Your answer should hold all lines of the entries that include the word "usize".

Exercise data ▸
=== Begin Enclosure ===
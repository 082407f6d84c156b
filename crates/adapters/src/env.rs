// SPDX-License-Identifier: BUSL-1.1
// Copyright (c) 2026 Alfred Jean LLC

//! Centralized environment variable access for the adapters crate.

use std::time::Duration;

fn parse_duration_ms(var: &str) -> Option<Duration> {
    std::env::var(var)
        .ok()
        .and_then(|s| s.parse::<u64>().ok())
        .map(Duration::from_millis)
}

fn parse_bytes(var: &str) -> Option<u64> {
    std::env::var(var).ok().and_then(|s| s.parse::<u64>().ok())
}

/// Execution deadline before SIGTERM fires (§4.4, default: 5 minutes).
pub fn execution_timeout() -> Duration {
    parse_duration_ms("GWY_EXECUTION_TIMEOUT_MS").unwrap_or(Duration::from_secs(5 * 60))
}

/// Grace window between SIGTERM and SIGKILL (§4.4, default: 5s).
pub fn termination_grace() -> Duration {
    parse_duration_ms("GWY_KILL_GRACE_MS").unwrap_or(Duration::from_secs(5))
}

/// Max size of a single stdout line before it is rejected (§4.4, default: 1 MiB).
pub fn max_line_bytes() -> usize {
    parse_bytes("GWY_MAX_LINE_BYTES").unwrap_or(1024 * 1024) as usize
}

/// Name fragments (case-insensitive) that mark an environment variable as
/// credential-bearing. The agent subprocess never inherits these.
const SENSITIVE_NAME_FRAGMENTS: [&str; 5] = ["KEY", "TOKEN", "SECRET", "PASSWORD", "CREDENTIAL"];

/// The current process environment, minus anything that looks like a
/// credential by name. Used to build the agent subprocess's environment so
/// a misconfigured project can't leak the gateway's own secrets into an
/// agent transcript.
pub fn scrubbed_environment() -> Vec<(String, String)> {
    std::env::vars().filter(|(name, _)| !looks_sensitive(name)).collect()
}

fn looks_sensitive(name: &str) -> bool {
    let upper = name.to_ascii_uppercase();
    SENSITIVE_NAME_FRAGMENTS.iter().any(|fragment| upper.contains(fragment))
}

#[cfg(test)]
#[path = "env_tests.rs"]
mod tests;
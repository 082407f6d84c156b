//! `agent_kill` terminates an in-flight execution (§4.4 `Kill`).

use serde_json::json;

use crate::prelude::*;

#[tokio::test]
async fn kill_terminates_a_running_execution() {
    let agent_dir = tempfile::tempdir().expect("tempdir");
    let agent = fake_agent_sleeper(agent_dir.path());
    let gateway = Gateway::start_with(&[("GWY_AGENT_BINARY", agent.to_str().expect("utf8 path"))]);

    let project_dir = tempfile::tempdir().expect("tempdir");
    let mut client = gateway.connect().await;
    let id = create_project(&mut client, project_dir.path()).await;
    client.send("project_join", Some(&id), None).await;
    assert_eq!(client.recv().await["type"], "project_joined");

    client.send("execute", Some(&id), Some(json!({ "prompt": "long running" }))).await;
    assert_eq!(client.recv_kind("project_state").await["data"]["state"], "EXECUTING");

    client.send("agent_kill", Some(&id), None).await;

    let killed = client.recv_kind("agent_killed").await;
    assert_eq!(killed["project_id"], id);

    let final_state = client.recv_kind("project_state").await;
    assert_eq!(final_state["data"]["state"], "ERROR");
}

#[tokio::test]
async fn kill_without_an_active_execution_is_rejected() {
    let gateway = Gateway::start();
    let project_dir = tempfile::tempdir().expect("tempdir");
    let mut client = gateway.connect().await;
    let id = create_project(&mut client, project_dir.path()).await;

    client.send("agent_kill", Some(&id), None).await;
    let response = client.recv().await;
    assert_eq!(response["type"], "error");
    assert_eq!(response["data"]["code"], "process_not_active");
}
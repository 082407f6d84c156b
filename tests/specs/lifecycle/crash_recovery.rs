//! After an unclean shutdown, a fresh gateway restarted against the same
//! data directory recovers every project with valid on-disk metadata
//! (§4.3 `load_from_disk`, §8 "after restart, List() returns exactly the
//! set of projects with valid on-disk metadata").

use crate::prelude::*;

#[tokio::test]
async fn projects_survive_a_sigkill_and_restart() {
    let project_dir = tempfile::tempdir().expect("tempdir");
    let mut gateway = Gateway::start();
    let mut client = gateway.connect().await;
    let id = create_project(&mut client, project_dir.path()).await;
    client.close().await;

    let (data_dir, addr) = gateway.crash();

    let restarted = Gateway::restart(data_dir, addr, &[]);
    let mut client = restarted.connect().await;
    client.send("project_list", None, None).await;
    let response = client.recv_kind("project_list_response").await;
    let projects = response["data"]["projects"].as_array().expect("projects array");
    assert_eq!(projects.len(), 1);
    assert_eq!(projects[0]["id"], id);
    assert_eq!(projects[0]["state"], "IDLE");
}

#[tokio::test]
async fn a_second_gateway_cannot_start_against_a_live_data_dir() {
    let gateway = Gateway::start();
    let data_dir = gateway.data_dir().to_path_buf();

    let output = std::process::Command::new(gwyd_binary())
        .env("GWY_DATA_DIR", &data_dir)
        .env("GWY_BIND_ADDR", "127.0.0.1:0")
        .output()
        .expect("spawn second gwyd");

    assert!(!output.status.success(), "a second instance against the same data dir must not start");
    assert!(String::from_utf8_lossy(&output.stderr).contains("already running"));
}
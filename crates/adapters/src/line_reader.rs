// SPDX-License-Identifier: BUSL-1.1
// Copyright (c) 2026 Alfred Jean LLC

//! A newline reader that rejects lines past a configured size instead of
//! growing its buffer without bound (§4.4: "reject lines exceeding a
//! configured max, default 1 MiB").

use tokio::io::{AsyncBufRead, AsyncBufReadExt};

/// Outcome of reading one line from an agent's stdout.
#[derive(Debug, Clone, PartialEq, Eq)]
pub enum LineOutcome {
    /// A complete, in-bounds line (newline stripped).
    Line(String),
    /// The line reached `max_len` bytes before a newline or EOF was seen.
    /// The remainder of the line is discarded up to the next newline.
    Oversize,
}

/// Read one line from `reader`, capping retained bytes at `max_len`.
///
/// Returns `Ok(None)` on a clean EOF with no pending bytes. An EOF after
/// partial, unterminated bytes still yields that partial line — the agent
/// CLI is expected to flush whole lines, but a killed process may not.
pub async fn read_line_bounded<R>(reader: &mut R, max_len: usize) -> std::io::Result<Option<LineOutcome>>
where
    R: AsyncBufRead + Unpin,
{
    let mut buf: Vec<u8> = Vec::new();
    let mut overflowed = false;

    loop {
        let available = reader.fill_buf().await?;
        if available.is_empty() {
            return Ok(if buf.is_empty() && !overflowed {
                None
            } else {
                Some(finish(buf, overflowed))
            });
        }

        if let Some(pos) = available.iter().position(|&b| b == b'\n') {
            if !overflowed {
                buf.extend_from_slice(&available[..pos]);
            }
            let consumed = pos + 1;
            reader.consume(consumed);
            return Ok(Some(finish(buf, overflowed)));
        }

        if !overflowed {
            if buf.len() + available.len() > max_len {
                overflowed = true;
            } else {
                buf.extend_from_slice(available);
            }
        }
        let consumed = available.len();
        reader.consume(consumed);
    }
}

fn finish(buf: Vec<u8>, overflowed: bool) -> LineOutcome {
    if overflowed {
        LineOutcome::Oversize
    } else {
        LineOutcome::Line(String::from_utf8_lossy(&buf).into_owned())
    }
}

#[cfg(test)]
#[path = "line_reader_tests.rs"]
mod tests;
=== End Enclosure ===
Result for this task ▸
pub fn max_line_bytes() -> usize {
    parse_bytes("GWY_MAX_LINE_BYTES").unwrap_or(1024 * 1024) as usize
pub async fn read_line_bounded<R>(reader: &mut R, max_len: usize) -> std::io::Result<Option<LineOutcome>>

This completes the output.